Within was a narrow hall, the further side of which was framed by glass windows that ran to the ceiling, and through which was visible a dining-room whose most conspicuous decorations were tubs of plants. At one end of the hall was a grill, and at the other end was another restaurant.
Grannis turned to a check-boy and surrendered his hat and coat. He threw a question at Clancy.
"Powder your nose?" He took it for granted that she would, and said: "I'll be up-stairs. Tea-room."
He sauntered toward an elevator without a glance at her. A maid showed Clancy to a dressing-room. She learned what she had not happened to discover at the Château de la Reine three nights ago—that every well-appointed New York restaurant has a complete supply of powder and puffs and rouge and whatever other cosmetics may be required.
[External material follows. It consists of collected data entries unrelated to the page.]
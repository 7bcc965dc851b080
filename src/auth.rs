//! Role authorization model.
//!
//! Permission checks are centralized here, not scattered through the state
//! managers. Every mutating operation re-derives [`Capabilities`] from the
//! caller's session at entry, so a role downgrade takes effect on the very
//! next action rather than at render time.

use crate::state::PersonnelId;
use serde::{Deserialize, Serialize};

/// Authorization level, independent of rank.
///
/// Ordering implies a read-access superset: `Admin >= Moderator >= User >=
/// Guest`. Write rights are explicit per operation, not purely hierarchical.
#[derive(Debug, Clone, Copy, PartialEq, Eq, PartialOrd, Ord, Hash, Serialize, Deserialize)]
#[serde(rename_all = "lowercase")]
pub enum Role {
    Guest,
    User,
    Moderator,
    Admin,
}

/// Portal pages a role may or may not see.
#[derive(Debug, Clone, Copy, PartialEq, Eq, Hash)]
pub enum Page {
    News,
    Info,
    Divisions,
    Awards,
    Charter,
    /// Personnel directory and rank/role management.
    Personnel,
}

/// A resolved caller identity: personnel id plus role.
///
/// An unauthenticated caller is the *absence* of a session
/// (`Option<&Session>::None`), never a sentinel identity.
#[derive(Debug, Clone, PartialEq, Eq)]
pub struct Session {
    pub id: PersonnelId,
    pub role: Role,
}

/// Capability set derived from a role. Pure query, no side effects.
#[derive(Debug, Clone, Copy, PartialEq, Eq)]
pub struct Capabilities {
    role: Role,
}

impl Capabilities {
    /// Derive the capabilities of a role.
    pub fn for_role(role: Role) -> Self {
        Self { role }
    }

    /// Derive the capabilities of an optional session; no session is a guest.
    pub fn for_session(session: Option<&Session>) -> Self {
        Self::for_role(session.map_or(Role::Guest, |s| s.role))
    }

    /// Whether this role may view the given page.
    ///
    /// Every page is public except the personnel directory, which is
    /// staff-only.
    pub fn can_view(&self, page: Page) -> bool {
        match page {
            Page::Personnel => self.role >= Role::Moderator,
            _ => true,
        }
    }

    /// Whether this role may author or edit content: news posts, award
    /// definitions and issuance, and avatar moderation decisions.
    pub fn can_edit_content(&self) -> bool {
        self.role >= Role::Moderator
    }

    /// Admin-only rights: registering personnel and changing roles.
    pub fn is_admin(&self) -> bool {
        self.role == Role::Admin
    }
}

/// Require a moderator-or-admin session for a content mutation.
pub(crate) fn require_editor(session: Option<&Session>) -> crate::error::PortalResult<&Session> {
    match session {
        Some(s) if Capabilities::for_role(s.role).can_edit_content() => Ok(s),
        _ => Err(crate::error::PortalError::Unauthorized),
    }
}

/// Require an admin session.
pub(crate) fn require_admin(session: Option<&Session>) -> crate::error::PortalResult<&Session> {
    match session {
        Some(s) if Capabilities::for_role(s.role).is_admin() => Ok(s),
        _ => Err(crate::error::PortalError::Unauthorized),
    }
}

/// Require an authenticated member: a resolved session whose role is above
/// guest. A session downgraded to `Role::Guest` is refused here just like a
/// missing one.
pub(crate) fn require_member(session: Option<&Session>) -> crate::error::PortalResult<&Session> {
    match session {
        Some(s) if s.role > Role::Guest => Ok(s),
        _ => Err(crate::error::PortalError::Unauthorized),
    }
}
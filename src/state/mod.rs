//! Domain managers for portal state.
//!
//! Each manager owns one domain of the portal's in-memory state; the
//! [`Portal`] aggregate wires them together, routes issuance events into the
//! badge lists, and resolves access codes to sessions.

pub mod awards;
pub mod news;
pub mod personnel;

pub use awards::{Award, AwardGranted, AwardId, AwardObserver, AwardsManager, LedgerEntry};
pub use news::{NewsManager, NewsPost, PostChange, PostId};
pub use personnel::{
    AssignmentChange, AvatarRequest, PendingAvatar, PersonnelId, PersonnelManager, PersonnelRecord,
};

use crate::auth::Session;
use crate::config::Config;
use crate::error::{PortalError, PortalResult};
use chrono::{DateTime, Utc};
use std::sync::Arc;
use tracing::info;

/// Keeps personnel badge lists in sync with the awards registry.
struct BadgeSync {
    personnel: Arc<PersonnelManager>,
}

impl AwardObserver for BadgeSync {
    fn on_award_granted(&self, event: &AwardGranted) {
        self.personnel
            .add_award_badge(event.recipient, &event.award_name);
    }

    fn on_award_revoked(&self, recipient: PersonnelId, award_name: &str) {
        self.personnel.remove_award_badge(recipient, award_name);
    }
}

/// The portal's shared state: all managers plus authentication.
pub struct Portal {
    pub personnel: Arc<PersonnelManager>,
    pub awards: AwardsManager,
    pub news: NewsManager,
}

impl Portal {
    /// Create an empty portal with the award observer wired up.
    pub fn new() -> Self {
        let personnel = Arc::new(PersonnelManager::new());
        let mut awards = AwardsManager::new();
        awards.set_observer(Arc::new(BadgeSync {
            personnel: Arc::clone(&personnel),
        }));
        Self {
            personnel,
            awards,
            news: NewsManager::new(),
        }
    }

    /// Build a portal from validated seed config.
    ///
    /// Seeding is the operator's fixture load, not a user action: it bypasses
    /// the role gates but still enforces every uniqueness invariant.
    pub fn from_config(config: &Config) -> PortalResult<Self> {
        let portal = Self::new();
        let loaded_at = Utc::now();

        for seed in &config.personnel {
            let code = seed
                .code
                .clone()
                .unwrap_or_else(|| portal.personnel.generate_access_code());
            let rank_date = seed.rank_date.unwrap_or(loaded_at);
            portal.personnel.insert_record(
                &seed.nickname,
                code,
                seed.rank,
                rank_date,
                &seed.position,
                seed.position_date.unwrap_or(rank_date),
                seed.role,
                seed.bio.clone(),
            )?;
        }

        for seed in &config.awards {
            let award = portal.awards.insert_award(&seed.name, &seed.icon)?;
            for nickname in &seed.recipients {
                // Validation guarantees the nickname resolves.
                let record = portal
                    .personnel
                    .search(nickname)
                    .into_iter()
                    .find(|r| r.nickname.eq_ignore_ascii_case(nickname.trim()))
                    .ok_or_else(|| PortalError::NotFound(format!("personnel {nickname}")))?;
                portal.awards.seed_grant(award.id, record.id, loaded_at)?;
            }
        }

        // Config order is oldest-first; push_front makes the last block the
        // newest post, matching the feed's most-recent-first order.
        for seed in &config.news {
            let author = portal
                .personnel
                .search(&seed.author)
                .into_iter()
                .find(|r| r.nickname.eq_ignore_ascii_case(seed.author.trim()))
                .ok_or_else(|| PortalError::NotFound(format!("personnel {}", seed.author)))?;
            portal.news.insert_post(
                &seed.title,
                &seed.body,
                seed.image.clone(),
                author.id,
                seed.date.unwrap_or(loaded_at),
            )?;
        }

        info!(
            personnel = portal.personnel.len(),
            awards = portal.awards.len(),
            news = portal.news.len(),
            "Portal seeded from config"
        );
        Ok(portal)
    }

    /// Resolve a presented access code to a session.
    ///
    /// The trivial shared-secret lookup of spec'd authentication; every
    /// subsequent operation re-checks the session's role at entry.
    pub fn login(&self, code: &str) -> Option<Session> {
        self.personnel.authenticate(code)
    }

    /// Issue an award, verifying the recipient actually exists in the
    /// directory before touching the ledger.
    pub fn grant_award(
        &self,
        session: Option<&Session>,
        award_id: AwardId,
        recipient: PersonnelId,
        now: DateTime<Utc>,
    ) -> PortalResult<AwardGranted> {
        if !self.personnel.contains(recipient) {
            return Err(PortalError::NotFound(format!("personnel {recipient}")));
        }
        self.awards.grant(session, award_id, recipient, now)
    }

    /// The recipient-selection surface for an award: every member not
    /// already in its ledger, in roster order.
    pub fn eligible_recipients(&self, award_id: AwardId) -> PortalResult<Vec<PersonnelRecord>> {
        let award = self
            .awards
            .get(award_id)
            .ok_or_else(|| PortalError::NotFound(format!("award {award_id}")))?;
        Ok(self
            .personnel
            .search("")
            .into_iter()
            .filter(|r| !award.holds(r.id))
            .collect())
    }
}

impl Default for Portal {
    fn default() -> Self {
        Self::new()
    }
}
She looked at herself in the mirror. She had never rouged in her life, considering it one of those acts the commission of which definitely establishes a woman as not being "good." So, even though her usually brilliant skin was pale with apprehension, she refused the maid's offer of artificial coloring. But she did use the powder.
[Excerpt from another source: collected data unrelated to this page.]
impl PlaylistLibrary {
    /// Create an empty library
    pub fn new(config: EditorConfig) -> Self {
        let history = config
            .max_history
            .map(CommandStack::with_limit)
            .unwrap_or_default();

        Self {
            playlists: Vec::new(),
            current: None,
            next_list_id: 0,
            history,
            config,
        }
    }

    /// Rebuild a library from a saved snapshot
    ///
    /// No playlist is active afterwards and history is empty.
    pub fn from_snapshot(
        snapshot: LibrarySnapshot,
        config: EditorConfig,
    ) -> Result<Self, LibraryError> {
        crate::library::validate_snapshot(&snapshot)?;

        let mut next_list_id = 0;
        for playlist in &snapshot.playlists {
            let following = playlist.id.0.checked_add(1).ok_or_else(|| {
                LibraryError::InvalidSnapshot(format!(
                    "Playlist ID {} leaves no room for new playlists",
                    playlist.id
                ))
            })?;
            next_list_id = next_list_id.max(following);
        }

        let mut library = Self::new(config);
        library.next_list_id = next_list_id;
        library.playlists = snapshot.playlists;
        library.sort_lists();

        info!("Restored library with {} playlists", library.playlists.len());
        Ok(library)
    }

    /// Snapshot of every playlist for persistence
    pub fn snapshot(&self) -> LibrarySnapshot {
        LibrarySnapshot::new(self.playlists.clone())
    }

    pub fn config(&self) -> &EditorConfig {
        &self.config
    }

    /// All playlists, sorted by name
    pub fn playlists(&self) -> &[Playlist] {
        &self.playlists
    }

    pub fn playlist(&self, id: PlaylistId) -> Option<&Playlist> {
        self.playlists.iter().find(|p| p.id == id)
    }

    /// Playlist being edited
    pub fn current_list(&self) -> Option<&Playlist> {
        self.current.and_then(|id| self.playlist(id))
    }

    pub fn current_id(&self) -> Option<PlaylistId> {
        self.current
    }

    pub fn has_current_list(&self) -> bool {
        self.current.is_some()
    }

    // List management

    /// Create a playlist and return its id
    ///
    /// A blank name is replaced by the configured default name.
    ///
    /// # Errors
    /// Returns `PlaylistError::IdsExhausted` once every id has been handed out.
    pub fn add_new_list(
        &mut self,
        name: impl Into<String>,
        songs: Vec<Song>,
    ) -> Result<PlaylistId, PlaylistError> {
        let id = PlaylistId(self.next_list_id);
        self.next_list_id = self
            .next_list_id
            .checked_add(1)
            .ok_or(PlaylistError::IdsExhausted)?;

        let name = self.normalize_name(name.into());
        info!("Created playlist {} \"{}\"", id, name);
        self.playlists.push(Playlist::new(id, name, songs));
        self.sort_lists();
        Ok(id)
    }

    /// Make `id` the active playlist
    ///
    /// Loading the playlist that is already active keeps its history.
    pub fn load_list(&mut self, id: PlaylistId) -> Result<(), PlaylistError> {
        if self.current == Some(id) {
            return Ok(());
        }
        if self.playlist(id).is_none() {
            warn!("Cannot load unknown playlist {}", id);
            return Err(PlaylistError::PlaylistNotFound(id));
        }

        self.current = Some(id);
        self.history.clear();
        info!("Loaded playlist {}", id);
        Ok(())
    }

    /// Close the active playlist
    pub fn unselect_current_list(&mut self) {
        if let Some(id) = self.current.take() {
            self.history.clear();
            info!("Closed playlist {}", id);
        }
    }

    /// Rename a playlist
    ///
    /// A blank name is replaced by the configured default name.
    pub fn rename_list(&mut self, id: PlaylistId, name: impl Into<String>) -> Result<(), PlaylistError> {
        let name = self.normalize_name(name.into());
        let playlist = find_list_mut(&mut self.playlists, id)?;
        info!("Renamed playlist {} to \"{}\"", id, name);
        playlist.name = name;
        self.sort_lists();
        Ok(())
    }

    /// Delete a playlist and return it
    pub fn delete_list(&mut self, id: PlaylistId) -> Result<Playlist, PlaylistError> {
        let position = self
            .playlists
            .iter()
            .position(|p| p.id == id)
            .ok_or(PlaylistError::PlaylistNotFound(id))?;
        let removed = self.playlists.remove(position);

        if self.current == Some(id) {
            self.current = None;
            self.history.clear();
        }

        info!("Deleted playlist {} \"{}\"", id, removed.name);
        Ok(removed)
    }

    // Song edits on the active playlist, all undoable

    /// Append the configured new-song template to the active playlist
    pub fn add_song(&mut self) -> CommandResult<()> {
        let song = self.config.new_song.clone();
        self.execute(|playlist| Ok(SongCommand::add_song(playlist.len(), song)))
    }

    /// Insert `song` at `index` in the active playlist
    pub fn add_song_at(&mut self, index: usize, song: Song) -> CommandResult<()> {
        song.validate()?;
        self.execute(|_| Ok(SongCommand::add_song(index, song)))
    }

    /// Remove the song at `index` from the active playlist
    pub fn remove_song(&mut self, index: usize) -> CommandResult<()> {
        self.execute(|playlist| SongCommand::remove_song(playlist, index))
    }

    /// Move the song at `from` to `to` in the active playlist
    ///
    /// Dropping a song onto its own position records nothing.
    pub fn move_song(&mut self, from: usize, to: usize) -> CommandResult<()> {
        self.execute(|playlist| {
            if from >= playlist.len() {
                return Err(PlaylistError::IndexOutOfRange {
                    index: from,
                    len: playlist.len(),
                });
            }
            Ok(SongCommand::move_song(from, to))
        })
    }

    /// Replace the song at `index` in the active playlist
    ///
    /// An edit that changes nothing records nothing.
    pub fn edit_song(&mut self, index: usize, song: Song) -> CommandResult<()> {
        song.validate()?;
        self.execute(|playlist| SongCommand::edit_song(playlist, index, song))
    }

    // Undo/redo

    /// Undo the last edit of the active playlist
    ///
    /// Returns the description of the undone edit, `None` if there was none.
    pub fn undo(&mut self) -> CommandResult<Option<String>> {
        let Some(id) = self.current else {
            return Ok(None);
        };
        let playlist = find_list_mut(&mut self.playlists, id)?;
        self.history.undo(playlist)
    }

    /// Redo the last undone edit of the active playlist
    ///
    /// Returns the description of the redone edit, `None` if there was none.
    pub fn redo(&mut self) -> CommandResult<Option<String>> {
        let Some(id) = self.current else {
            return Ok(None);
        };
        let playlist = find_list_mut(&mut self.playlists, id)?;
        self.history.redo(playlist)
    }

    pub fn can_undo(&self) -> bool {
        self.history.can_undo()
    }

    pub fn can_redo(&self) -> bool {
        self.history.can_redo()
    }

    pub fn undo_description(&self) -> Option<String> {
        self.history.undo_description()
    }

    pub fn redo_description(&self) -> Option<String> {
        self.history.redo_description()
    }

    /// Undo/redo history of the active playlist
    pub fn history(&self) -> &CommandStack<SongCommand> {
        &self.history
    }

    /// Build a command against the active playlist and record it
    ///
    /// A command that would not change the playlist is dropped silently.
    fn execute<F>(&mut self, build: F) -> CommandResult<()>
    where
        F: FnOnce(&Playlist) -> Result<SongCommand, PlaylistError>,
    {
        let id = self.current.ok_or(PlaylistError::NoActivePlaylist)?;
        let playlist = find_list_mut(&mut self.playlists, id)?;
        let command = build(playlist).inspect_err(|e| warn!("Rejected edit: {}", e))?;

        let unchanged = match &command {
            SongCommand::MoveSong { from, to } => from == to,
            SongCommand::EditSong { old, new, .. } => old == new,
            _ => false,
        };
        if unchanged {
            return Ok(());
        }

        self.history
            .execute(command, playlist)
            .inspect_err(|e| warn!("Rejected edit: {}", e))
    }

    fn normalize_name(&self, name: String) -> String {
        if name.trim().is_empty() {
            self.config.default_list_name.clone()
        } else {
            name
        }
    }

    fn sort_lists(&mut self) {
        self.playlists.sort_by_key(|p| p.name.to_uppercase());
    }
}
Up-stairs she hesitated timidly on the threshold of the tea-room. An orchestra was playing, and a score of couples were dancing. This was Fifth Avenue, and a word overheard in the dressing-room had informed her that this restaurant was Ferroni's, one of the most famous, she believed, in the world. In her unsophistication—for Clancy was sophisticated only within certain definite limits; she could take care of herself in any conflict with a man, but would be, just now, helpless in the hands of a worldly woman—she supposed that Ferroni's patronage was drawn from the most exclusive of New York's society. Yet the people here seemed to be of about the same class as those who had been at the Château de la Reine on Monday night. They were just as noisy, just as quiet. The women were just as much painted, just as daring in the display of their limbs. They smoked when they weren't dancing.
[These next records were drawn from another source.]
// Playlist data model
//
// Songs and the playlists that hold them. Playlists expose primitive,
// bounds-checked mutators through the PlaylistStore trait; those mutators
// know nothing about undo. Reversible edits go through command::SongCommand.

pub mod song;
pub mod store;

pub use song::Song;
pub use store::{Playlist, PlaylistError, PlaylistId, PlaylistStore};
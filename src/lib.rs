// Playlister - Library exports for tests and the demo binary

pub mod command;
pub mod config;
pub mod library;
pub mod playlist;

// Re-export commonly used types for convenience
pub use command::{CommandError, CommandResult, CommandStack, SongCommand, UndoableCommand};
pub use config::EditorConfig;
pub use library::{LibraryError, LibraryManager, LibrarySnapshot, PlaylistLibrary};
pub use playlist::{Playlist, PlaylistError, PlaylistId, PlaylistStore, Song};
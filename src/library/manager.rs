// Library manager for loading and saving playlists

use crate::config::EditorConfig;
use crate::library::serialization::{deserialize_from_json, serialize_to_json};
use crate::library::types::LibrarySnapshot;
use crate::library::validate_snapshot;
use log::info;
use std::path::{Path, PathBuf};

/// Library error types
#[derive(Debug, thiserror::Error)]
pub enum LibraryError {
    #[error("File system error: {0}")]
    FileSystemError(String),

    #[error("Invalid library snapshot: {0}")]
    InvalidSnapshot(String),

    #[error("Unsupported snapshot version {0}")]
    UnsupportedVersion(u32),

    #[error("Invalid configuration: {0}")]
    InvalidConfig(String),

    #[error("IO error: {0}")]
    Io(#[from] std::io::Error),

    #[error("JSON error: {0}")]
    Json(#[from] serde_json::Error),

    #[error("RON error: {0}")]
    Ron(#[from] ron::Error),
}

/// Library manager - handles saving/loading the playlist library
pub struct LibraryManager {
    /// Location of the library file
    path: PathBuf,
}

impl LibraryManager {
    /// Create a manager for the library file at `path`
    pub fn new<P: Into<PathBuf>>(path: P) -> Self {
        Self { path: path.into() }
    }

    /// Create a manager for the configured storage location
    pub fn from_config(config: &EditorConfig) -> Self {
        Self::new(config.storage_path())
    }

    pub fn path(&self) -> &Path {
        &self.path
    }

    /// Check if a saved library exists
    pub fn exists(&self) -> bool {
        self.path.is_file()
    }

    /// Save a snapshot, replacing any previous one
    ///
    /// The snapshot is validated, written to a temporary file next to the
    /// target and then renamed over it. A failed save leaves the old file
    /// and no temporary file behind.
    pub fn save_library(&self, snapshot: &LibrarySnapshot) -> Result<(), LibraryError> {
        validate_snapshot(snapshot)?;

        if let Some(parent) = self.path.parent()
            && !parent.as_os_str().is_empty()
        {
            std::fs::create_dir_all(parent).map_err(|e| {
                LibraryError::FileSystemError(format!(
                    "Failed to create library directory: {}",
                    e
                ))
            })?;
        }

        let json = serialize_to_json(snapshot)?;
        let temp_path = self.path.with_extension("json.tmp");
        std::fs::write(&temp_path, json).map_err(|e| {
            LibraryError::FileSystemError(format!("Failed to write library: {}", e))
        })?;
        if let Err(e) = std::fs::rename(&temp_path, &self.path) {
            let _ = std::fs::remove_file(&temp_path);
            return Err(LibraryError::FileSystemError(format!(
                "Failed to replace library: {}",
                e
            )));
        }

        info!(
            "Saved {} playlists to {}",
            snapshot.playlists.len(),
            self.path.display()
        );
        Ok(())
    }

    /// Load the saved snapshot
    ///
    /// Returns `Ok(None)` when nothing has been saved yet.
    pub fn load_library(&self) -> Result<Option<LibrarySnapshot>, LibraryError> {
        if !self.exists() {
            info!("No saved library at {}", self.path.display());
            return Ok(None);
        }

        let json = std::fs::read_to_string(&self.path)?;
        let snapshot = deserialize_from_json(&json)?;

        info!(
            "Loaded {} playlists from {}",
            snapshot.playlists.len(),
            self.path.display()
        );
        Ok(Some(snapshot))
    }
}
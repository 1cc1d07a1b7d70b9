// Quick demonstration of the playlist editor core
// Run with: cargo run --bin demo_playlist_editor [config.ron]

use playlister::{EditorConfig, LibraryManager, PlaylistLibrary, Song};

fn print_list(library: &PlaylistLibrary) {
    if let Some(playlist) = library.current_list() {
        for (index, song) in playlist.songs.iter().enumerate() {
            println!("   {}. {}", index + 1, song);
        }
    }
    println!(
        "   [undo: {:?}] [redo: {:?}]",
        library.undo_description(),
        library.redo_description()
    );
}

fn main() -> Result<(), Box<dyn std::error::Error>> {
    println!("🎵 Playlister - Undo/Redo Demo");
    println!("==============================");

    let mut config = match std::env::args().nth(1) {
        Some(path) => EditorConfig::load(path)?,
        None => EditorConfig::default(),
    };
    if config.storage_path.is_none() {
        config.storage_path = Some(std::env::temp_dir().join("playlister_demo.json"));
    }

    let mut library = PlaylistLibrary::new(config.clone());
    let id = library.add_new_list(
        "Demo Playlist",
        vec![
            Song::new("Heroes", "David Bowie", "lXgkuM2NhYI")?,
            Song::new("Blue Monday", "New Order", "FYH8DsU2WCk")?,
            Song::new("Enjoy the Silence", "Depeche Mode", "aGSKrC7dGcY")?,
        ],
    )?;
    library.load_list(id)?;

    println!("\n✅ Created playlist:");
    print_list(&library);

    library.move_song(0, 2)?;
    library.edit_song(1, Song::new("Enjoy the Silence (Live)", "Depeche Mode", "aGSKrC7dGcY")?)?;
    library.add_song()?;
    library.remove_song(0)?;

    println!("\n✏️  After move, edit, add and remove:");
    print_list(&library);

    while let Some(description) = library.undo()? {
        println!("   ↩️  Undo: {}", description);
    }
    println!("\n⏪ After undoing everything:");
    print_list(&library);

    while let Some(description) = library.redo()? {
        println!("   ↪️  Redo: {}", description);
    }
    println!("\n⏩ After redoing everything:");
    print_list(&library);

    let manager = LibraryManager::from_config(&config);
    manager.save_library(&library.snapshot())?;
    println!("\n💾 Saved library to: {}", manager.path().display());

    if let Some(snapshot) = manager.load_library()? {
        let restored = PlaylistLibrary::from_snapshot(snapshot, config)?;
        println!(
            "📂 Restored {} playlist(s), identical: {}",
            restored.playlists().len(),
            restored.playlists() == library.playlists()
        );
    }

    std::fs::remove_file(manager.path())?;
    println!("\n🎉 Demo completed successfully!");

    Ok(())
}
Clancy would soon learn that the difference between Broadway and Fifth Avenue is something that puzzles students of New York, and that most students arrive at the conclusion that the only difference is that the Avenue has more money and has had it longer. Arriving at that truth, it is simple of comprehension that money makes society. There is a pleasant fiction, to which Clancy in her Maine rearing had given credence, that it takes generations to make that queer thing known as a "society" man or woman. She did not realize that all the breeding in the world will not make a cad anything but a cad, or a loose woman anything but a loose woman.
She had expected that persons who danced on Fifth Avenue would have round them some visible, easily discernible aura of gentility. For, of course, she thought that a "society man" must necessarily be a gentleman. But, so far as she could see, the only difference between this gathering and the gathering at Zenda's Broadway party was that the latter contained more beautiful women, and that the men had been better dancers.
The music suddenly stopped, and at that instant she saw Grannis sitting at a table across the room. Timidly she advanced toward him, but her timidity was in no wise due to her association with him. It was a shyness born of lack of confidence. She was certain that her shoes clattered upon the waxed floor and that every woman who noticed her smiled with amused contempt at her frock. These things, because Clancy was young, were of more importance than the impending interview with Grannis.
"That rouge becomes you," said Grannis brusquely, as she sat down in the chair beside him.